What you need to do: Retype each of the entries below exactly as written.

Dataset:
· · · · ·

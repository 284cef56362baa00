//! Pipe Patterns Example
//!
//! Demonstrates retry-until-settled transforms against a changing subject.
//! Shows practical patterns including:
//! - Retrying until an assertion passes
//! - Retrying while a transform keeps failing
//! - Named, curried transforms in the command log
//! - Host work that settles later
//! - Timeout errors

use std::sync::atomic::{AtomicU32, Ordering};
use std::sync::{Arc, Mutex};
use std::time::Duration;

use pipewater::prelude::*;
use serde_json::{json, Value};

// ==================== Assertions ====================

/// Example 1: Wait for a value to change
///
/// The subject is read through shared state that another task updates.
async fn example_wait_for_value() {
    println!("\n=== Example 1: Retry Until Assertion Passes ===");

    let host = TokioHost::default();
    let status = Arc::new(Mutex::new("loading".to_string()));

    {
        let status = status.clone();
        tokio::spawn(async move {
            tokio::time::sleep(Duration::from_millis(80)).await;
            *status.lock().unwrap() = "ready".to_string();
        });
    }

    let read_status = {
        let status = status.clone();
        move |_: &()| Ok::<_, String>(status.lock().unwrap().clone())
    };

    match Chain::wrap(&host, ())
        .pipe(read_status)
        .should(equal("ready"))
        .await
    {
        Ok(chain) => println!("  Status settled: {}", chain.subject()),
        Err(e) => println!("  Failed: {}", e),
    }
}

// ==================== Failing Transforms ====================

/// Example 2: A transform that throws until the data arrives
async fn example_retry_errors() {
    println!("\n=== Example 2: Retry While Transform Fails ===");

    let host = TokioHost::default();
    let attempts = Arc::new(AtomicU32::new(0));

    let get_bar = {
        let attempts = attempts.clone();
        move |obj: &Value| {
            let n = attempts.fetch_add(1, Ordering::SeqCst);
            println!("  Attempt {}", n + 1);
            if n < 2 {
                Err("cannot read property 'bar' of undefined".to_string())
            } else {
                Ok(obj["foo"].clone())
            }
        }
    };

    let result = pipe(&host, json!({ "foo": "bar" }), get_bar, PipeOptions::default(), None).await;
    println!("  Result: {:?}", result.map_err(|e| e.to_string()));
}

// ==================== Command Log ====================

/// Example 3: Curried transforms keep their name and arguments
async fn example_command_log() {
    println!("\n=== Example 3: Named Transforms ===");

    let host = TokioHost::default();
    let get_prop = loggable_named("getProp", |prop: &'static str| {
        move |obj: &Value| obj.get(prop).cloned().ok_or(format!("no property {}", prop))
    });

    let user = Chain::wrap(&host, json!({ "user": { "name": "Ada" } }))
        .pipe(get_prop.curry("user"))
        .await;
    if let Ok(user) = user {
        let _ = user.pipe(get_prop.curry("name")).await;
    }

    for record in host.logs().records() {
        println!("  [{}] {}", record.name(), record.message());
        if let Some(props) = record.resolve_console_props() {
            println!("    Yielded: {}", props["Yielded"]);
        }
    }
}

// ==================== Host Work ====================

/// Example 4: Transforms that hand work to the host
async fn example_pending() {
    println!("\n=== Example 4: Pending Host Work ===");

    let host = TokioHost::default();
    let fetch_user = |id: &u32| {
        let id = *id;
        Outcome::pending(async move {
            tokio::time::sleep(Duration::from_millis(20)).await;
            Ok::<_, String>(json!({ "id": id, "name": "Ada" }))
        })
    };

    let user = pipe(&host, 7u32, fetch_user, PipeOptions::default(), None).await;
    println!("  User: {:?}", user.map_err(|e| e.to_string()));

    if let Some(record) = host.logs().last() {
        let names: Vec<_> = record
            .snapshots
            .iter()
            .filter_map(|s| s.name.clone())
            .collect();
        println!("  Snapshots: {:?}", names);
    }
}

// ==================== Timeouts ====================

/// Example 5: A value that never settles
async fn example_timeout() {
    println!("\n=== Example 5: Timeout ===");

    let host = TokioHost::default();
    let result = Chain::wrap(&host, json!({ "foo": "bar" }))
        .pipe(|obj: &Value| Ok::<_, String>(obj["foo"].clone()))
        .with_timeout(Duration::from_millis(100))
        .should(equal(json!("baz")))
        .await;

    match result {
        Ok(_) => println!("  Unexpected success"),
        Err(e) => println!("  {} ({} attempts)", e, e.attempts),
    }
}

#[tokio::main]
async fn main() {
    println!("Pipe Patterns Examples");
    println!("======================");

    example_wait_for_value().await;
    example_retry_errors().await;
    example_command_log().await;
    example_pending().await;
    example_timeout().await;

    println!("\n=== All examples completed! ===");
}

· · · · ·

Answer area:
repository 284cef56362baa00
//! Pipe Patterns Example
//!
//! Demonstrates retry-until-settled transforms against a changing subject.
//! Shows practical patterns including:
//! - Retrying until an assertion passes
//! - Retrying while a transform keeps failing
//! - Named, curried transforms in the command log
//! - Host work that settles later
//! - Timeout errors

use std::sync::atomic::{AtomicU32, Ordering};
use std::sync::{Arc, Mutex};
use std::time::Duration;

use pipewater::prelude::*;
use serde_json::{json, Value};

// ==================== Assertions ====================

/// Example 1: Wait for a value to change
///
/// The subject is read through shared state that another task updates.
async fn example_wait_for_value() {
    println!("\n=== Example 1: Retry Until Assertion Passes ===");

    let host = TokioHost::default();
    let status = Arc::new(Mutex::new("loading".to_string()));

    {
        let status = status.clone();
        tokio::spawn(async move {
            tokio::time::sleep(Duration::from_millis(80)).await;
            *status.lock().unwrap() = "ready".to_string();
        });
    }

    let read_status = {
        let status = status.clone();
        move |_: &()| Ok::<_, String>(status.lock().unwrap().clone())
    };

    match Chain::wrap(&host, ())
        .pipe(read_status)
        .should(equal("ready"))
        .await
    {
        Ok(chain) => println!("  Status settled: {}", chain.subject()),
        Err(e) => println!("  Failed: {}", e),
    }
}

// ==================== Failing Transforms ====================

/// Example 2: A transform that throws until the data arrives
async fn example_retry_errors() {
    println!("\n=== Example 2: Retry While Transform Fails ===");

    let host = TokioHost::default();
    let attempts = Arc::new(AtomicU32::new(0));

    let get_bar = {
        let attempts = attempts.clone();
        move |obj: &Value| {
            let n = attempts.fetch_add(1, Ordering::SeqCst);
            println!("  Attempt {}", n + 1);
            if n < 2 {
                Err("cannot read property 'bar' of undefined".to_string())
            } else {
                Ok(obj["foo"].clone())
            }
        }
    };

    let result = pipe(&host, json!({ "foo": "bar" }), get_bar, PipeOptions::default(), None).await;
    println!("  Result: {:?}", result.map_err(|e| e.to_string()));
}

// ==================== Command Log ====================

/// Example 3: Curried transforms keep their name and arguments
async fn example_command_log() {
    println!("\n=== Example 3: Named Transforms ===");

    let host = TokioHost::default();
    let get_prop = loggable_named("getProp", |prop: &'static str| {
        move |obj: &Value| obj.get(prop).cloned().ok_or(format!("no property {}", prop))
    });

    let user = Chain::wrap(&host, json!({ "user": { "name": "Ada" } }))
        .pipe(get_prop.curry("user"))
        .await;
    if let Ok(user) = user {
        let _ = user.pipe(get_prop.curry("name")).await;
    }

    for record in host.logs().records() {
        println!("  [{}] {}", record.name(), record.message());
        if let Some(props) = record.resolve_console_props() {
            println!("    Yielded: {}", props["Yielded"]);
        }
    }
}

// ==================== Host Work ====================

/// Example 4: Transforms that hand work to the host
async fn example_pending() {
    println!("\n=== Example 4: Pending Host Work ===");

    let host = TokioHost::default();
    let fetch_user = |id: &u32| {
        let id = *id;
        Outcome::pending(async move {
            tokio::time::sleep(Duration::from_millis(20)).await;
            Ok::<_, String>(json!({ "id": id, "name": "Ada" }))
        })
    };

    let user = pipe(&host, 7u32, fetch_user, PipeOptions::default(), None).await;
    println!("  User: {:?}", user.map_err(|e| e.to_string()));

    if let Some(record) = host.logs().last() {
        let names: Vec<_> = record
            .snapshots
            .iter()
            .filter_map(|s| s.name.clone())
            .collect();
        println!("  Snapshots: {:?}", names);
    }
}

// ==================== Timeouts ====================

/// Example 5: A value that never settles
async fn example_timeout() {
    println!("\n=== Example 5: Timeout ===");

    let host = TokioHost::default();
    let result = Chain::wrap(&host, json!({ "foo": "bar" }))
        .pipe(|obj: &Value| Ok::<_, String>(obj["foo"].clone()))
        .with_timeout(Duration::from_millis(100))
        .should(equal(json!("baz")))
        .await;

    match result {
        Ok(_) => println!("  Unexpected success"),
        Err(e) => println!("  {} ({} attempts)", e, e.attempts),
    }
}

#[tokio::main]
async fn main() {
    println!("Pipe Patterns Examples");
    println!("======================");

    example_wait_for_value().await;
    example_retry_errors().await;
    example_command_log().await;
    example_pending().await;
    example_timeout().await;

    println!("\n=== All examples completed! ===");
}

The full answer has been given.